In 2017, Baron and Barrett proposed that Chilesaurus may instead be a basal ornithischian. The publication in which this was proposed also resurrected the previously-discredited "Ornithoscelida hypothesis", which suggested that theropods shared a more recent common ancestor with ornithischians than with sauropodomorphs. Less than a year later in 2018, Müller and colleagues published a reply to Baron & Barrett (2017), arguing that their phylogenetic dataset actually suggested that Chilesaurus was a basal sauropodomorph rather than an ornithischian. Baron and Barrett reached out to the other team of authors to inform them that they had accidentally published a faulty early version of their dataset with many traits scored incorrectly, and that their original results were based on an edited final dataset.
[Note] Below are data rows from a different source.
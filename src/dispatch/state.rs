//! Ready/not-ready dispatch state machine.
//!
//! Pure state: no IO happens here. The worker asks the machine how to route
//! each transition and performs the resulting dispatch itself.
//!
//! ```text
//! Uninitialized --initialize--> Initializing --service_initialized--> Ready
//!       |                                                              ^
//!       +------------------------service_initialized-------------------+
//! ```
//!
//! Every state except `Ready` buffers. `Ready` is terminal for the process.

use std::fmt;

use chrono::{DateTime, Duration, Utc};
use serde::{Deserialize, Serialize};

use crate::buffer::{EventBuffer, PendingEvent};
use crate::geofence::TransitionKind;

/// Process-wide dispatch state. Never persisted.
#[derive(Debug, Clone, Copy, PartialEq, Eq, Hash, Serialize, Deserialize)]
#[serde(rename_all = "snake_case")]
pub enum DispatchState {
    Uninitialized,
    Initializing,
    Ready,
}

impl fmt::Display for DispatchState {
    fn fmt(&self, f: &mut fmt::Formatter<'_>) -> fmt::Result {
        match self {
            Self::Uninitialized => f.write_str("uninitialized"),
            Self::Initializing => f.write_str("initializing"),
            Self::Ready => f.write_str("ready"),
        }
    }
}

/// Routing decision for an incoming transition.
#[derive(Debug, Clone, PartialEq)]
pub enum Routing {
    /// Held until ready. `replaced` is the kind of the transition it overwrote.
    Buffered { replaced: Option<TransitionKind> },
    /// Dispatch now.
    Dispatch(PendingEvent),
}

/// Gate between OS transitions and the execution environment.
#[derive(Debug)]
pub struct DispatchStateMachine {
    state: DispatchState,
    buffer: EventBuffer,
    bootstrap_failed_at: Option<DateTime<Utc>>,
}

impl Default for DispatchStateMachine {
    fn default() -> Self {
        Self::new()
    }
}

impl DispatchStateMachine {
    #[must_use]
    pub fn new() -> Self {
        Self {
            state: DispatchState::Uninitialized,
            buffer: EventBuffer::new(),
            bootstrap_failed_at: None,
        }
    }

    #[must_use]
    pub const fn state(&self) -> DispatchState {
        self.state
    }

    /// Number of buffered transitions.
    #[must_use]
    pub fn pending(&self) -> usize {
        self.buffer.len()
    }

    #[must_use]
    pub fn pending_for(&self, region_id: &str) -> Option<&PendingEvent> {
        self.buffer.get(region_id)
    }

    /// Record an initialization request.
    ///
    /// Returns true if a bootstrap should be requested: on the first request,
    /// or on a retry after a failed bootstrap.
    pub fn begin_initialization(&mut self) -> bool {
        match self.state {
            DispatchState::Uninitialized => {
                self.state = DispatchState::Initializing;
                true
            }
            DispatchState::Initializing => self.bootstrap_failed_at.take().is_some(),
            DispatchState::Ready => false,
        }
    }

    /// The bootstrap request failed. State stays `Initializing`; the buffer is kept.
    pub fn bootstrap_failed(&mut self, at: DateTime<Utc>) {
        if self.state == DispatchState::Initializing {
            self.bootstrap_failed_at = Some(at);
        }
    }

    #[must_use]
    pub const fn bootstrap_failed_at(&self) -> Option<DateTime<Utc>> {
        self.bootstrap_failed_at
    }

    /// Decide whether `event` is buffered or dispatched immediately.
    pub fn route(&mut self, event: PendingEvent) -> Routing {
        match self.state {
            DispatchState::Ready => Routing::Dispatch(event),
            DispatchState::Uninitialized | DispatchState::Initializing => {
                let replaced = self.buffer.insert(event).map(|old| old.kind);
                Routing::Buffered { replaced }
            }
        }
    }

    /// Enter `Ready` and hand back the buffered transitions to dispatch.
    ///
    /// Returns nothing if already ready.
    pub fn mark_ready(&mut self) -> Vec<PendingEvent> {
        if self.state == DispatchState::Ready {
            return Vec::new();
        }
        self.state = DispatchState::Ready;
        self.bootstrap_failed_at = None;
        self.buffer.drain()
    }

    /// Forget the buffered transition for a region that was unregistered.
    pub fn discard(&mut self, region_id: &str) -> Option<PendingEvent> {
        self.buffer.remove(region_id)
    }

    /// After a failed bootstrap, drop transitions older than `window`.
    ///
    /// Nothing expires until `window` has passed since the failure.
    pub fn expire_stale(&mut self, now: DateTime<Utc>, window: Duration) -> usize {
        match self.bootstrap_failed_at {
            Some(failed_at) if now - failed_at >= window => self.buffer.expire_before(now - window),
            _ => 0,
        }
    }
}

#[cfg(test)]
mod tests {
    use super::*;
    use crate::geofence::{Coordinate, Region};

    fn event(id: &str, kind: TransitionKind) -> PendingEvent {
        PendingEvent::new(Region::new(id, Coordinate::new(1.0, 2.0)), kind)
    }

    #[test]
    fn test_starts_uninitialized_and_buffers() {
        let mut m = DispatchStateMachine::new();
        assert_eq!(m.state(), DispatchState::Uninitialized);
        assert_eq!(
            m.route(event("home", TransitionKind::Enter)),
            Routing::Buffered { replaced: None }
        );
        assert_eq!(m.pending(), 1);
    }

    #[test]
    fn test_initializing_buffers_last_write_wins() {
        let mut m = DispatchStateMachine::new();
        assert!(m.begin_initialization());
        assert_eq!(m.state(), DispatchState::Initializing);

        m.route(event("home", TransitionKind::Enter));
        let routing = m.route(event("home", TransitionKind::Exit));
        assert_eq!(
            routing,
            Routing::Buffered {
                replaced: Some(TransitionKind::Enter)
            }
        );
        assert_eq!(m.pending(), 1);
        assert_eq!(m.pending_for("home").unwrap().kind, TransitionKind::Exit);
    }

    #[test]
    fn test_ready_drains_once_then_dispatches_directly() {
        let mut m = DispatchStateMachine::new();
        m.begin_initialization();
        m.route(event("a", TransitionKind::Enter));
        m.route(event("b", TransitionKind::Exit));

        let drained = m.mark_ready();
        assert_eq!(drained.len(), 2);
        assert_eq!(m.pending(), 0);
        assert_eq!(m.state(), DispatchState::Ready);

        assert!(m.mark_ready().is_empty());

        let routed = m.route(event("a", TransitionKind::Exit));
        assert!(matches!(routed, Routing::Dispatch(e) if e.kind == TransitionKind::Exit));
        assert_eq!(m.pending(), 0);
    }

    #[test]
    fn test_no_downgrade_after_ready() {
        let mut m = DispatchStateMachine::new();
        m.mark_ready();
        assert!(!m.begin_initialization());
        m.bootstrap_failed(Utc::now());
        assert_eq!(m.state(), DispatchState::Ready);
        assert!(m.bootstrap_failed_at().is_none());
    }

    #[test]
    fn test_second_initialize_only_retries_after_failure() {
        let mut m = DispatchStateMachine::new();
        assert!(m.begin_initialization());
        assert!(!m.begin_initialization());

        m.bootstrap_failed(Utc::now());
        assert!(m.begin_initialization());
        assert!(m.bootstrap_failed_at().is_none());
    }

    #[test]
    fn test_expire_stale_only_after_failure_window() {
        let mut m = DispatchStateMachine::new();
        m.begin_initialization();

        let mut old = event("old", TransitionKind::Enter);
        old.received_at = Utc::now() - Duration::minutes(30);
        m.route(old);
        m.route(event("fresh", TransitionKind::Enter));

        let window = Duration::minutes(5);
        assert_eq!(m.expire_stale(Utc::now(), window), 0);

        let failed_at = Utc::now() - Duration::minutes(10);
        m.bootstrap_failed(failed_at);
        assert_eq!(m.expire_stale(failed_at + Duration::minutes(1), window), 0);
        assert_eq!(m.expire_stale(Utc::now(), window), 1);
        assert!(m.pending_for("fresh").is_some());
    }

    #[test]
    fn test_discard_removes_pending() {
        let mut m = DispatchStateMachine::new();
        m.route(event("home", TransitionKind::Enter));
        assert!(m.discard("home").is_some());
        assert!(m.mark_ready().is_empty());
    }
}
They corrected their original publication and supplied the final dataset to Müller and colleagues, who agreed that it supported the placement of Chilesaurus in Ornithischia as had been originally argued by Baron and Barrett in 2017. However, Müller and colleagues also noted that Baron and Barrett did not test the original proposal of Chilesaurus as a theropod, and that its classification remained uncertain. Below is a cladogram illustrating the classification proposed by Baron & Barrett (2017), which places Chilesaurus as the most basal ornithischian.
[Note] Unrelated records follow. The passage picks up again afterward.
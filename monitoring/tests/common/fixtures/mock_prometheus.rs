//! Mock Prometheus reload endpoint for testing

use std::time::Duration;
use wiremock::matchers::{method, path};
use wiremock::{Mock, MockServer, ResponseTemplate};

pub struct MockPrometheusServer {
    pub server: MockServer,
}

impl MockPrometheusServer {
    pub async fn start() -> Self {
        let server = MockServer::start().await;
        Self { server }
    }

    pub fn port(&self) -> u16 {
        self.server.address().port()
    }

    /// Accept reloads, asserting the number of calls when the server drops
    pub async fn expect_reloads(&self, times: u64) {
        Mock::given(method("POST"))
            .and(path("/-/reload"))
            .respond_with(ResponseTemplate::new(200))
            .expect(times)
            .mount(&self.server)
            .await;
    }

    pub async fn fail_reloads(&self, status: u16) {
        Mock::given(method("POST"))
            .and(path("/-/reload"))
            .respond_with(ResponseTemplate::new(status))
            .mount(&self.server)
            .await;
    }

    pub async fn slow_reloads(&self, delay: Duration) {
        Mock::given(method("POST"))
            .and(path("/-/reload"))
            .respond_with(ResponseTemplate::new(200).set_delay(delay))
            .mount(&self.server)
            .await;
    }

    pub async fn reload_count(&self) -> usize {
        self.server
            .received_requests()
            .await
            .map(|requests| requests.len())
            .unwrap_or(0)
    }
}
In a latter re-revision of his own datasets, Baron concluded that Chilesaurus remains enigmatic and could be either a theropod or an ornithischian, while noting that its affinities as a theropod were more generally supported by other authors. In his major work on theropod classification in 2024, Andrea Cau recovered Chilesaurus as a sister taxon of Tetanurae. Fonseca and colleagues conducted a similar work on the classification of ornithischians, which also recovered Chilesaurus as a theropod.

A full osteological description of Chilesaurus was published as part of the PhD thesis of Nicolás Roberto Chimento Ortiz in 2018. In it, he noted the likely theropod affinities of the taxon, highlighting elements such as the structure of the metatarsals, characteristics of the tibia, and the opisthopubic pelvis.